Das Projekt hat das Ziel Wärme- und Stromversorgung zu koppeln und für beide Anwendungen erneuerbare Energien maximal zu nutzen. Durch die Entwicklung eines integrierten Energiemanagements soll der lokale Verbrauch so weit wie möglich an die zeitlich schwankende Stromerzeugung anpasst werden und der Betrieb unter Ausnutzung zeitlich variabler Strompreise ermöglicht werden.

Hintergrund ist, dass der wachsende Anteil erneuerbarer Energien auch wachsende Anforderungen an die Anpassung von Stromerzeugung und -verbrauch stellt. Stromerträge aus regenerativen Quellen wie Sonne oder Wind schwanken zeitlich stark. Das führt dazu, dass sich die Verbraucherseite in der Zukunft verstärkt an die aktuelle Situation der Stromerzeugung anpassen muss. Ansatz der Entwickler ist es, elektrische Energie mittels Wärmepumpen und Wärmespeichern in Form von thermischer Energie zu speichern. Im Verbundprojekt „Sol2Heat" werden intelligente Erzeugungs- und Speicherungskonzepte von Solarwärme und -strom für unterbrechungsfreie Strom- und Wärmeversorgung mit hohem erneuerbaren Anteil und dafür erforderliches Lastmanagement erforscht und technisch umgesetzt. Dadurch wird der Primärenergieeinsatz verringert und CO2-Emissionen reduziert.

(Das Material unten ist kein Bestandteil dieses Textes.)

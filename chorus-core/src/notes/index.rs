//! Generic key index over annotations.

use std::collections::BTreeMap;
use std::fmt;
use std::sync::Arc;

use super::Annotation;
use crate::progress::ProgressSink;

type IncludePredicate = Box<dyn Fn(&Annotation) -> bool + Send + Sync>;
type KeyFunction = Box<dyn Fn(&Annotation) -> String + Send + Sync>;

/// Maps a derived key to the annotations that satisfy an inclusion predicate.
///
/// Both the predicate and the key function are fixed when the index is
/// constructed; specialized indexes such as
/// [`IndexOfAllOpenConflicts`](super::IndexOfAllOpenConflicts) wrap this type
/// and supply their own policy.
pub struct AnnotationIndex {
    name: String,
    include: IncludePredicate,
    key_of: KeyFunction,
    by_key: BTreeMap<String, Vec<Arc<Annotation>>>,
}

impl AnnotationIndex {
    pub fn new<P, K>(name: impl Into<String>, include: P, key_of: K) -> Self
    where
        P: Fn(&Annotation) -> bool + Send + Sync + 'static,
        K: Fn(&Annotation) -> String + Send + Sync + 'static,
    {
        Self {
            name: name.into(),
            include: Box::new(include),
            key_of: Box::new(key_of),
            by_key: BTreeMap::new(),
        }
    }

    pub fn name(&self) -> &str {
        &self.name
    }

    /// Rebuilds the index from scratch over `annotations`.
    pub fn initialize<I>(&mut self, annotations: I, progress: &mut dyn ProgressSink)
    where
        I: IntoIterator<Item = Arc<Annotation>>,
    {
        self.by_key.clear();
        progress.report_message(&format!("Indexing {}", self.name));
        for annotation in annotations {
            self.notify_of_addition(annotation);
        }
        tracing::debug!(index = %self.name, keys = self.by_key.len(), "index built");
    }

    /// Adds `annotation` if it satisfies the inclusion predicate.
    ///
    /// Returns whether the annotation was indexed.
    pub fn notify_of_addition(&mut self, annotation: Arc<Annotation>) -> bool {
        if !(self.include)(&annotation) {
            return false;
        }
        let key = (self.key_of)(&annotation);
        self.by_key.entry(key).or_default().push(annotation);
        true
    }

    /// Removes this exact `annotation` instance from the index.
    ///
    /// Equal but distinct annotations under the same key stay indexed.
    /// Returns whether anything was removed.
    pub fn notify_of_deletion(&mut self, annotation: &Arc<Annotation>) -> bool {
        let key = (self.key_of)(annotation);
        let Some(entries) = self.by_key.get_mut(&key) else {
            return false;
        };

        let Some(pos) = entries.iter().position(|a| Arc::ptr_eq(a, annotation)) else {
            return false;
        };
        entries.remove(pos);
        if entries.is_empty() {
            self.by_key.remove(&key);
        }
        true
    }

    /// Exact-key lookup. A missing key yields an empty result.
    pub fn get_matches_by_key(&self, key: &str) -> Vec<Arc<Annotation>> {
        self.by_key.get(key).cloned().unwrap_or_default()
    }

    /// Scans every key and returns the annotations of keys accepted by `matches`.
    pub fn get_matches<P>(&self, matches: P, progress: &mut dyn ProgressSink) -> Vec<Arc<Annotation>>
    where
        P: Fn(&str) -> bool,
    {
        let total = self.by_key.len();
        let mut found = Vec::new();

        for (done, (key, annotations)) in self.by_key.iter().enumerate() {
            if matches(key) {
                found.extend(annotations.iter().cloned());
            }
            progress.report_step(done + 1, total);
        }

        found
    }

    pub fn keys(&self) -> impl Iterator<Item = &str> {
        self.by_key.keys().map(String::as_str)
    }

    /// Number of indexed annotations.
    pub fn len(&self) -> usize {
        self.by_key.values().map(Vec::len).sum()
    }

    pub fn is_empty(&self) -> bool {
        self.by_key.is_empty()
    }
}

impl fmt::Debug for AnnotationIndex {
    fn fmt(&self, f: &mut fmt::Formatter<'_>) -> fmt::Result {
        f.debug_struct("AnnotationIndex")
            .field("name", &self.name)
            .field("keys", &self.by_key.len())
            .finish()
    }
}
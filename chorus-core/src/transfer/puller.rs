//! Caller-side pull loop driving a [`PullStorageManager`].

use std::path::PathBuf;

use super::{checksum, PullRequest, PullResponse, PullStatus, PullStorageManager, TransferError};
use crate::progress::ProgressSink;

/// Fetches chunks from wherever the bundle lives.
pub trait ChunkSource {
    fn pull_chunk(&mut self, request: &PullRequest) -> Result<PullResponse, TransferError>;
}

impl<F> ChunkSource for F
where
    F: FnMut(&PullRequest) -> Result<PullResponse, TransferError>,
{
    fn pull_chunk(&mut self, request: &PullRequest) -> Result<PullResponse, TransferError> {
        self(request)
    }
}

/// Tuning for [`BundlePuller`].
#[derive(Debug, Clone, Copy, PartialEq, Eq)]
pub struct PullOptions {
    /// Bytes requested per round-trip.
    pub chunk_size: u64,
    /// `Reset` instructions honored before the pull is abandoned.
    pub max_resets: u32,
    /// Consecutive checksum failures tolerated for one chunk.
    pub max_chunk_retries: u32,
}

impl Default for PullOptions {
    fn default() -> Self {
        Self {
            chunk_size: 64 * 1024,
            max_resets: 3,
            max_chunk_retries: 3,
        }
    }
}

/// How a pull ended, when it ended without an error.
#[derive(Debug, Clone, PartialEq, Eq)]
pub enum PullOutcome {
    /// Every byte is on disk at `path`.
    Complete { path: PathBuf, bundle_size: u64 },
    /// The remote has nothing new.
    NoChange,
    /// The remote failed, or kept asking for resets.
    Failed,
    /// The remote has no such bundle.
    NotAvailable,
}

/// Pulls one bundle into local storage, resuming from whatever is on disk.
#[derive(Debug)]
pub struct BundlePuller {
    storage: PullStorageManager,
    options: PullOptions,
}

impl BundlePuller {
    pub fn new(storage: PullStorageManager, options: PullOptions) -> Self {
        Self { storage, options }
    }

    pub fn storage(&self) -> &PullStorageManager {
        &self.storage
    }

    pub fn options(&self) -> &PullOptions {
        &self.options
    }

    /// Runs the pull to a terminal outcome.
    ///
    /// I/O and transport errors are returned as-is; retry policy beyond
    /// checksum failures and resets belongs to the caller.
    pub fn pull(
        &mut self,
        source: &mut dyn ChunkSource,
        progress: &mut dyn ProgressSink,
    ) -> Result<PullOutcome, TransferError> {
        let bundle_id = self.storage.bundle_id().to_string();
        let mut resets = 0;
        let mut retries = 0;

        loop {
            let offset = self.storage.start_of_window()?;
            let request = PullRequest {
                bundle_id: bundle_id.clone(),
                offset,
                chunk_size: self.options.chunk_size,
            };
            let response = source.pull_chunk(&request)?;

            match response.status {
                PullStatus::Ok => {
                    if !verify(&response) {
                        retries += 1;
                        tracing::warn!(bundle = %bundle_id, offset, retries, "chunk checksum mismatch");
                        if retries > self.options.max_chunk_retries {
                            return Err(TransferError::ChecksumMismatch { offset });
                        }
                        continue;
                    }
                    retries = 0;

                    let received = offset + response.chunk.len() as u64;
                    if received > response.bundle_size {
                        return Err(TransferError::Overrun {
                            received,
                            bundle_size: response.bundle_size,
                        });
                    }
                    if response.chunk.is_empty() && received < response.bundle_size {
                        return Err(TransferError::Stalled {
                            offset,
                            bundle_size: response.bundle_size,
                        });
                    }

                    // An empty append still creates the file for a zero-length bundle.
                    self.storage.append_chunk(&response.chunk)?;
                    progress.report_step(received as usize, response.bundle_size as usize);

                    if received == response.bundle_size {
                        tracing::info!(bundle = %bundle_id, bytes = received, "bundle pull complete");
                        return Ok(PullOutcome::Complete {
                            path: self.storage.bundle_path(),
                            bundle_size: received,
                        });
                    }
                }
                PullStatus::Reset => {
                    resets += 1;
                    if resets > self.options.max_resets {
                        tracing::warn!(bundle = %bundle_id, resets, "too many resets, giving up");
                        self.storage.remove()?;
                        return Ok(PullOutcome::Failed);
                    }
                    tracing::debug!(bundle = %bundle_id, "remote requested reset");
                    progress.report_message("Restarting pull from the beginning");
                    self.storage.reset()?;
                }
                PullStatus::NoChange => {
                    self.storage.remove()?;
                    return Ok(PullOutcome::NoChange);
                }
                PullStatus::Fail => {
                    self.storage.remove()?;
                    return Ok(PullOutcome::Failed);
                }
                PullStatus::NotAvailable => {
                    self.storage.remove()?;
                    return Ok(PullOutcome::NotAvailable);
                }
            }
        }
    }

    /// Refetches `len` bytes at `offset` and overwrites them in place.
    ///
    /// The range must already be on disk and the remote must return all of
    /// it; nothing is written otherwise. The window start does not move.
    pub fn repair(
        &mut self,
        source: &mut dyn ChunkSource,
        offset: u64,
        len: u64,
    ) -> Result<(), TransferError> {
        let available = self.storage.start_of_window()?;
        if offset.saturating_add(len) > available {
            return Err(TransferError::RepairOutOfRange {
                offset,
                len,
                available,
            });
        }

        let request = PullRequest {
            bundle_id: self.storage.bundle_id().to_string(),
            offset,
            chunk_size: len,
        };
        let response = source.pull_chunk(&request)?;

        match response.status {
            PullStatus::Ok if verify(&response) => {
                let received = response.chunk.len() as u64;
                if received != len {
                    return Err(TransferError::RepairLength {
                        offset,
                        expected: len,
                        received,
                    });
                }
                self.storage.write_chunk(offset, &response.chunk)
            }
            PullStatus::Ok => Err(TransferError::ChecksumMismatch { offset }),
            status => Err(TransferError::Remote(format!(
                "repair at offset {} answered with {}",
                offset, status
            ))),
        }
    }
}

fn verify(response: &PullResponse) -> bool {
    response.checksum.is_empty() || checksum(&response.chunk) == response.checksum
}
//! Annotation and message records read from notes files.

use chrono::{DateTime, Utc};
use quick_xml::events::{BytesStart, Event};
use quick_xml::Reader;
use serde::{Deserialize, Serialize};
use std::fmt;

use super::NotesError;

/// Date format used on message `date` attributes.
pub const DATE_FORMAT: &str = "%Y-%m-%dT%H:%M:%SZ";

/// Lifecycle state of an annotation.
#[derive(Debug, Clone, PartialEq, Eq, Hash, Serialize, Deserialize)]
pub enum AnnotationStatus {
    Open,
    Closed,
    Other(String),
}

impl AnnotationStatus {
    pub fn parse(value: &str) -> Self {
        match value.trim().to_ascii_lowercase().as_str() {
            "" | "open" => AnnotationStatus::Open,
            "closed" => AnnotationStatus::Closed,
            _ => AnnotationStatus::Other(value.trim().to_string()),
        }
    }

    pub fn as_str(&self) -> &str {
        match self {
            AnnotationStatus::Open => "open",
            AnnotationStatus::Closed => "closed",
            AnnotationStatus::Other(s) => s,
        }
    }
}

impl fmt::Display for AnnotationStatus {
    fn fmt(&self, f: &mut fmt::Formatter<'_>) -> fmt::Result {
        write!(f, "{}", self.as_str())
    }
}

/// One entry in an annotation's discussion.
#[derive(Debug, Clone, Default, PartialEq, Serialize, Deserialize)]
pub struct Message {
    pub author: String,
    pub date: Option<DateTime<Utc>>,
    pub guid: Option<String>,
    pub status: Option<String>,
    pub text: String,
}

/// A note, question or conflict attached to a reference in a document.
///
/// Class and status are fixed once parsed; editing happens in the layer
/// that writes notes files.
#[derive(Debug, Clone, PartialEq, Serialize, Deserialize)]
pub struct Annotation {
    class_name: String,
    guid: Option<String>,
    status: AnnotationStatus,
    ref_still_escaped: String,
    reference: String,
    messages: Vec<Message>,
}

impl Annotation {
    pub fn new(
        class_name: impl Into<String>,
        status: AnnotationStatus,
        ref_still_escaped: impl Into<String>,
    ) -> Self {
        let ref_still_escaped = ref_still_escaped.into();
        let reference = unescape_ref(&ref_still_escaped);
        Self {
            class_name: class_name.into(),
            guid: None,
            status,
            ref_still_escaped,
            reference,
            messages: Vec::new(),
        }
    }

    pub fn with_guid(mut self, guid: impl Into<String>) -> Self {
        self.guid = Some(guid.into());
        self
    }

    pub fn with_message(mut self, message: Message) -> Self {
        self.messages.push(message);
        self
    }

    pub fn class_name(&self) -> &str {
        &self.class_name
    }

    pub fn guid(&self) -> Option<&str> {
        self.guid.as_deref()
    }

    pub fn status(&self) -> &AnnotationStatus {
        &self.status
    }

    /// The reference exactly as stored in the file (URL-escaped).
    pub fn ref_still_escaped(&self) -> &str {
        &self.ref_still_escaped
    }

    /// The reference with URL escapes decoded.
    pub fn reference(&self) -> &str {
        &self.reference
    }

    pub fn messages(&self) -> &[Message] {
        &self.messages
    }

    pub fn is_open_conflict(&self) -> bool {
        self.class_name == "conflict" && self.status == AnnotationStatus::Open
    }

    /// Parses a single `<annotation>` record.
    ///
    /// Status comes from the element's `status` attribute when present,
    /// otherwise from the last message that carries one.
    pub fn from_record(record: &[u8]) -> Result<Self, NotesError> {
        let mut reader = Reader::from_reader(record);
        let mut buf = Vec::new();

        let mut annotation: Option<Annotation> = None;
        let mut explicit_status = false;
        let mut current: Option<Message> = None;

        loop {
            buf.clear();
            let event = reader
                .read_event_into(&mut buf)
                .map_err(|e| NotesError::Parse(e.to_string()))?;

            match event {
                Event::Start(ref e) | Event::Empty(ref e) => {
                    let is_empty = matches!(event, Event::Empty(_));
                    match e.name().as_ref() {
                        b"annotation" if annotation.is_none() => {
                            let attrs = read_attributes(e)?;
                            explicit_status = attrs.status.is_some();
                            let mut parsed = Annotation::new(
                                attrs.class.unwrap_or_default(),
                                AnnotationStatus::parse(attrs.status.as_deref().unwrap_or("")),
                                attrs.reference.unwrap_or_default(),
                            );
                            parsed.guid = attrs.guid;
                            annotation = Some(parsed);
                        }
                        b"message" => {
                            let attrs = read_attributes(e)?;
                            let message = Message {
                                author: attrs.author.unwrap_or_default(),
                                date: attrs.date.as_deref().and_then(parse_date),
                                guid: attrs.guid,
                                status: attrs.status,
                                text: String::new(),
                            };
                            if is_empty {
                                push_message(&mut annotation, message)?;
                            } else {
                                current = Some(message);
                            }
                        }
                        _ => {}
                    }
                }
                Event::Text(ref t) => {
                    if let Some(message) = current.as_mut() {
                        let text = t.unescape().map_err(|e| NotesError::Parse(e.to_string()))?;
                        message.text.push_str(&text);
                    }
                }
                Event::CData(ref t) => {
                    if let Some(message) = current.as_mut() {
                        message.text.push_str(&String::from_utf8_lossy(t));
                    }
                }
                Event::End(ref e) => {
                    if e.name().as_ref() == b"message" {
                        if let Some(message) = current.take() {
                            push_message(&mut annotation, message)?;
                        }
                    }
                }
                Event::Eof => break,
                _ => {}
            }
        }

        let mut annotation =
            annotation.ok_or_else(|| NotesError::Parse("record has no annotation".to_string()))?;

        if !explicit_status {
            if let Some(status) = annotation
                .messages
                .iter()
                .rev()
                .find_map(|m| m.status.as_deref())
            {
                annotation.status = AnnotationStatus::parse(status);
            }
        }

        for message in &mut annotation.messages {
            message.text = message.text.trim().to_string();
        }

        Ok(annotation)
    }
}

fn push_message(annotation: &mut Option<Annotation>, message: Message) -> Result<(), NotesError> {
    match annotation.as_mut() {
        Some(a) => {
            a.messages.push(message);
            Ok(())
        }
        None => Err(NotesError::Parse(
            "message found outside an annotation".to_string(),
        )),
    }
}

#[derive(Default)]
struct RecordAttributes {
    class: Option<String>,
    status: Option<String>,
    reference: Option<String>,
    guid: Option<String>,
    author: Option<String>,
    date: Option<String>,
}

fn read_attributes(element: &BytesStart<'_>) -> Result<RecordAttributes, NotesError> {
    let mut attrs = RecordAttributes::default();
    for attr in element.attributes() {
        let attr = attr.map_err(|e| NotesError::Parse(e.to_string()))?;
        let value = attr
            .unescape_value()
            .map_err(|e| NotesError::Parse(e.to_string()))?
            .into_owned();
        match attr.key.as_ref() {
            b"class" => attrs.class = Some(value),
            b"status" => attrs.status = Some(value),
            b"ref" => attrs.reference = Some(value),
            b"guid" => attrs.guid = Some(value),
            b"author" => attrs.author = Some(value),
            b"date" => attrs.date = Some(value),
            _ => {}
        }
    }
    Ok(attrs)
}

fn parse_date(value: &str) -> Option<DateTime<Utc>> {
    DateTime::parse_from_rfc3339(value)
        .map(|d| d.with_timezone(&Utc))
        .or_else(|_| {
            chrono::NaiveDateTime::parse_from_str(value, DATE_FORMAT).map(|d| d.and_utc())
        })
        .ok()
}

fn unescape_ref(escaped: &str) -> String {
    urlencoding::decode(escaped)
        .map(|s| s.into_owned())
        .unwrap_or_else(|_| escaped.to_string())
}

#[cfg(test)]
mod tests {
    use super::*;

    #[test]
    fn test_parse_full_record() {
        let record = br#"<annotation class="conflict" status="open" ref="lift://a.lift?id=x%20y" guid="g1">
            <message author="john" date="2009-07-18T23:53:04Z" guid="m1">Both edited &amp; saved</message>
        </annotation>"#;

        let a = Annotation::from_record(record).unwrap();
        assert_eq!(a.class_name(), "conflict");
        assert_eq!(a.status(), &AnnotationStatus::Open);
        assert_eq!(a.ref_still_escaped(), "lift://a.lift?id=x%20y");
        assert_eq!(a.reference(), "lift://a.lift?id=x y");
        assert_eq!(a.guid(), Some("g1"));
        assert!(a.is_open_conflict());

        let m = &a.messages()[0];
        assert_eq!(m.author, "john");
        assert_eq!(m.text, "Both edited & saved");
        assert_eq!(m.guid.as_deref(), Some("m1"));
        assert_eq!(
            m.date.unwrap().format(DATE_FORMAT).to_string(),
            "2009-07-18T23:53:04Z"
        );
    }

    #[test]
    fn test_parse_bare_record() {
        let a = Annotation::from_record(b"<annotation><message/></annotation>").unwrap();
        assert_eq!(a.class_name(), "");
        assert_eq!(a.status(), &AnnotationStatus::Open);
        assert_eq!(a.messages().len(), 1);
        assert_eq!(a.messages()[0], Message::default());
    }

    #[test]
    fn test_status_falls_back_to_last_message() {
        let record = b"<annotation class='question'>\
            <message author='a' status='open'>q</message>\
            <message author='b' status='closed'>done</message>\
            </annotation>";
        let a = Annotation::from_record(record).unwrap();
        assert_eq!(a.status(), &AnnotationStatus::Closed);
        assert_eq!(a.messages().len(), 2);
    }

    #[test]
    fn test_explicit_status_wins() {
        let record = b"<annotation class='conflict' status='open'>\
            <message author='a' status='closed'/></annotation>";
        let a = Annotation::from_record(record).unwrap();
        assert_eq!(a.status(), &AnnotationStatus::Open);
    }

    #[test]
    fn test_record_without_annotation_is_error() {
        let result = Annotation::from_record(b"<message author='x'/>");
        assert!(matches!(result, Err(NotesError::Parse(_))));
    }

    #[test]
    fn test_status_parse() {
        assert_eq!(AnnotationStatus::parse("OPEN"), AnnotationStatus::Open);
        assert_eq!(AnnotationStatus::parse("closed"), AnnotationStatus::Closed);
        assert_eq!(
            AnnotationStatus::parse("resolved"),
            AnnotationStatus::Other("resolved".to_string())
        );
        assert_eq!(AnnotationStatus::Closed.to_string(), "closed");
    }
}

Im Interview gibt der Projektleiter und –koordinator des Gesamtprojektes Sol2Heat“, der Diplom Ingenieur Tillman Faßnacht Einblicke in die Forschungs- und Entwicklungstätigkeit. Faßnacht erklärt darin, welche Erkenntnisse für den Endverbraucher aus den Forschungstätigkeiten hervorgehen werden, wann diese für den Konsumenten verfügbar sein werden und welchen konkreten Nutzen sie bieten. 

Herr Faßnacht: Das Forschungsprojekt Sol2Heat hat zwei Projektpartner aus der Wirtschaft und klingt sehr anwendungsorientiert. Können Sie dem Leser einen kurzen und verständlichen Überblick geben, was die Motivation und Zielsetzung Ihrer Forschungs- und Entwicklungstätigkeit im vorliegenden Projekt ist?

Tillman Faßnacht: In der Tat ist das Projekt sehr anwendungsorientiert an der Schnittstelle zwischen Wissenschaft und Praxis – im Rahmen des Projektes werden konkrete Anwendungen entwickelt, die direkt und nicht nur in der Zukunft Bedeutung in der Energiewende haben. Wärme- und Stromversorgung zu koppeln und für beide Anwendungen erneuerbare Energien maximal zu nutzen – darauf zielt das Projekt „Sol2Heat“.

Wie werden diese Ziele technisch erreicht?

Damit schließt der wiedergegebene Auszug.